The franchisee then invests the capital, hires the employees, and signs the leases. This relieves the franchisor of most of the risk and burden that comes along with starting a business.
However, franchising a business is not the right method of expansion for everyone. You must first determine if your business is “franchisable.” Doing your homework first will save you a lot of time, effort, advertising, and legal fees when another expansion option may have been the better choice.
Things to Consider Before Franchising Your Business
An owner who wants to franchise should have a passion for management and a strong ambition to grow their business. If you are the type of owner that likes to play a more behind-the-scenes role, franchising your business may not be the right decision for you. Once you have decided that you are, you should subject your concept to a careful feasibility study to see if the business you have makes sense as a franchise concept.
Other considerations come into play: is there a large market for my business? Many great business ideas are not suited for a large market. You should determine if your idea is, or could be, a commonly desirable good or service. Furthermore, determine if there is something about your business that is unique so that potential customers are attracted to your product.
Moving Forward with Your Franchise
If you believe that your business idea is both unique and marketable to a large market, you should then determine how difficult it will be to train a franchisee to operate a successful duplicate of your business. If there is a lot of specialized knowledge involved or if your business has had the majority of its success because of relationships that you have built over the years, training could be difficult.
Once you have determined that your business is marketable, and that a franchisee will be able to learn how to run your business fairly easily, you should put yourself in the shoes of a potential franchisee. Will a potential investor see the advantages of investing in your business? Is it a business that can make a profit so your annual royalty fee can be paid? While you may have a marketable business, that does not necessarily mean that you will have a marketable franchise.
Making Your Franchise Marketable
To make your franchise marketable, your business should be profitably operating and have a strong team of employees. These elements are crucial because someone will not want to invest in an untested concept. A potential franchisee should be able to see the value of your business. They should be able to see a business in which will be worth investing their time and capital.

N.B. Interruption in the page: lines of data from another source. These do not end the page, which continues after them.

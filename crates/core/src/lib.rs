//! Domain layer for the movie catalog.
//!
//! Holds everything that does not need a database or an HTTP stack: the
//! movie record model, query normalization, the search strategies, the
//! paginator, and the response assembler. Persistence is reached through the
//! [`catalog::CatalogStore`] trait so the same pipeline runs against Postgres
//! in production and against [`catalog::MemoryCatalogStore`] in tests.

pub mod assembler;
pub mod catalog;
pub mod error;
pub mod movie;
pub mod pagination;
pub mod query;
pub mod search;
pub mod types;
//! Postgres persistence for the movie catalog.
//!
//! - [`LazyPool`] -- connection pool opened on first use, shared afterwards.
//! - [`repositories::MovieRepo`] -- sqlx queries against the `movies` table.
//! - [`store::PgCatalogStore`] -- the [`CatalogStore`](marquee_core::catalog::CatalogStore)
//!   implementation the API uses in production.

pub mod models;
pub mod repositories;
pub mod store;

use std::future::Future;
use std::time::Duration;

use sqlx::postgres::PgPoolOptions;
use tokio::sync::OnceCell;

pub use store::PgCatalogStore;

pub type DbPool = sqlx::PgPool;

/// Create a connection pool from a database URL.
pub async fn create_pool(database_url: &str, max_connections: u32) -> Result<DbPool, sqlx::Error> {
    PgPoolOptions::new()
        .max_connections(max_connections)
        .acquire_timeout(Duration::from_secs(5))
        .connect(database_url)
        .await
}

/// Round-trip a trivial query to confirm the database is reachable.
pub async fn health_check(pool: &DbPool) -> Result<(), sqlx::Error> {
    sqlx::query("SELECT 1").execute(pool).await?;
    Ok(())
}

/// Apply pending migrations from `db/migrations`.
pub async fn run_migrations(pool: &DbPool) -> Result<(), sqlx::migrate::MigrateError> {
    sqlx::migrate!("../../db/migrations").run(pool).await
}

/// A pool that connects on first use.
///
/// Concurrent first callers all await the same in-flight initialization, so
/// at most one connection attempt runs at a time. A failed attempt leaves the
/// cell empty and the next caller tries again.
#[derive(Debug)]
pub struct LazyPool {
    database_url: String,
    max_connections: u32,
    migrate: bool,
    cell: OnceCell<DbPool>,
}

impl LazyPool {
    pub fn new(database_url: impl Into<String>, max_connections: u32, migrate: bool) -> Self {
        Self {
            database_url: database_url.into(),
            max_connections,
            migrate,
            cell: OnceCell::new(),
        }
    }

    /// Wrap an already-open pool (used by tests).
    pub fn from_pool(pool: DbPool) -> Self {
        Self {
            database_url: String::new(),
            max_connections: 0,
            migrate: false,
            cell: OnceCell::new_with(Some(pool)),
        }
    }

    /// Return the shared pool, opening it (and migrating) on first call.
    pub async fn get(&self) -> Result<&DbPool, sqlx::Error> {
        self.get_with(|| self.open()).await
    }

    /// Return the pool, running `init` only if no pool is stored yet.
    ///
    /// Callers arriving while `init` is in flight wait for its outcome.
    async fn get_with<F, Fut>(&self, init: F) -> Result<&DbPool, sqlx::Error>
    where
        F: FnOnce() -> Fut,
        Fut: Future<Output = Result<DbPool, sqlx::Error>>,
    {
        self.cell.get_or_try_init(init).await
    }

    async fn open(&self) -> Result<DbPool, sqlx::Error> {
        tracing::info!(
            max_connections = self.max_connections,
            "Opening database connection pool"
        );
        let pool = create_pool(&self.database_url, self.max_connections).await?;
        if self.migrate {
            run_migrations(&pool)
                .await
                .map_err(|e| sqlx::Error::Migrate(Box::new(e)))?;
            tracing::info!("Database migrations applied");
        }
        Ok(pool)
    }

    pub fn is_initialized(&self) -> bool {
        self.cell.initialized()
    }

    /// Close the pool if it was ever opened.
    pub async fn close(&self) {
        if let Some(pool) = self.cell.get() {
            pool.close().await;
            tracing::info!("Database connection pool closed");
        }
    }
}
//! Repository for the `movies` table.

use marquee_core::movie::NewMovie;
use marquee_core::types::{new_movie_id, MovieId};
use sqlx::types::Json;
use sqlx::PgPool;

use crate::models::movie::MovieRow;

/// Column list shared across queries to avoid repetition.
const COLUMNS: &str = "id, name, image, download_links, created_at, updated_at";

/// Default ordering for every listing: newest first, id as tiebreaker.
const ORDER: &str = "ORDER BY created_at DESC, id DESC";

/// Provides CRUD and name-search queries for movies.
pub struct MovieRepo;

impl MovieRepo {
    /// Insert a new movie, returning the created row.
    pub async fn create(pool: &PgPool, input: &NewMovie) -> Result<MovieRow, sqlx::Error> {
        let query = format!(
            "INSERT INTO movies (id, name, image, download_links)
             VALUES ($1, $2, $3, $4)
             RETURNING {COLUMNS}"
        );
        sqlx::query_as::<_, MovieRow>(&query)
            .bind(new_movie_id())
            .bind(&input.name)
            .bind(&input.image)
            .bind(Json(&input.links))
            .fetch_one(pool)
            .await
    }

    pub async fn find_by_id(pool: &PgPool, id: MovieId) -> Result<Option<MovieRow>, sqlx::Error> {
        let query = format!("SELECT {COLUMNS} FROM movies WHERE id = $1");
        sqlx::query_as::<_, MovieRow>(&query)
            .bind(id)
            .fetch_optional(pool)
            .await
    }

    /// Replace name, image, and links. Returns `None` if no row has `id`.
    pub async fn update(
        pool: &PgPool,
        id: MovieId,
        input: &NewMovie,
    ) -> Result<Option<MovieRow>, sqlx::Error> {
        let query = format!(
            "UPDATE movies SET
                name = $2,
                image = $3,
                download_links = $4,
                updated_at = NOW()
             WHERE id = $1
             RETURNING {COLUMNS}"
        );
        sqlx::query_as::<_, MovieRow>(&query)
            .bind(id)
            .bind(&input.name)
            .bind(&input.image)
            .bind(Json(&input.links))
            .fetch_optional(pool)
            .await
    }

    /// Permanently delete a movie. Returns `true` if a row was removed.
    pub async fn delete(pool: &PgPool, id: MovieId) -> Result<bool, sqlx::Error> {
        let result = sqlx::query("DELETE FROM movies WHERE id = $1")
            .bind(id)
            .execute(pool)
            .await?;
        Ok(result.rows_affected() > 0)
    }

    /// One page of movies, newest first.
    pub async fn list_page(
        pool: &PgPool,
        offset: i64,
        limit: i64,
    ) -> Result<Vec<MovieRow>, sqlx::Error> {
        let query = format!("SELECT {COLUMNS} FROM movies {ORDER} LIMIT $1 OFFSET $2");
        sqlx::query_as::<_, MovieRow>(&query)
            .bind(limit)
            .bind(offset)
            .fetch_all(pool)
            .await
    }

    pub async fn count(pool: &PgPool) -> Result<i64, sqlx::Error> {
        sqlx::query_scalar("SELECT COUNT(*) FROM movies")
            .fetch_one(pool)
            .await
    }

    /// Case-insensitive substring search on name, newest first.
    ///
    /// The term is matched literally; `%`, `_` and `\` carry no pattern meaning.
    pub async fn search_name(
        pool: &PgPool,
        term: &str,
        offset: i64,
        limit: i64,
    ) -> Result<Vec<MovieRow>, sqlx::Error> {
        let query = format!(
            "SELECT {COLUMNS} FROM movies
             WHERE name ILIKE $1 ESCAPE '\\'
             {ORDER} LIMIT $2 OFFSET $3"
        );
        sqlx::query_as::<_, MovieRow>(&query)
            .bind(contains_pattern(term))
            .bind(limit)
            .bind(offset)
            .fetch_all(pool)
            .await
    }

    /// Number of movies [`search_name`](Self::search_name) would match in total.
    pub async fn count_name(pool: &PgPool, term: &str) -> Result<i64, sqlx::Error> {
        sqlx::query_scalar("SELECT COUNT(*) FROM movies WHERE name ILIKE $1 ESCAPE '\\'")
            .bind(contains_pattern(term))
            .fetch_one(pool)
            .await
    }

    /// Every movie, newest first. Used by in-memory fuzzy scoring.
    pub async fn list_all(pool: &PgPool) -> Result<Vec<MovieRow>, sqlx::Error> {
        let query = format!("SELECT {COLUMNS} FROM movies {ORDER}");
        sqlx::query_as::<_, MovieRow>(&query).fetch_all(pool).await
    }
}

/// Wrap `term` in `%...%` after escaping LIKE metacharacters.
fn contains_pattern(term: &str) -> String {
    let mut pattern = String::with_capacity(term.len() + 2);
    pattern.push('%');
    for c in term.chars() {
        if matches!(c, '\\' | '%' | '_') {
            pattern.push('\\');
        }
        pattern.push(c);
    }
    pattern.push('%');
    pattern
}
pub mod movie;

Getting Help with Your Franchise
Once you are convinced franchising does make sense, you should contact a franchise law attorney. A franchise law attorney can help you with the intellectual property protections you'll need for your franchise. These protections include trademarks, patents, and trade secrets. A franchise law attorney will also help you make sure you comply with Federal Trade Commission (FTC) laws and the franchising laws of the key states in which the franchise would be offered or before you start to sell the franchises.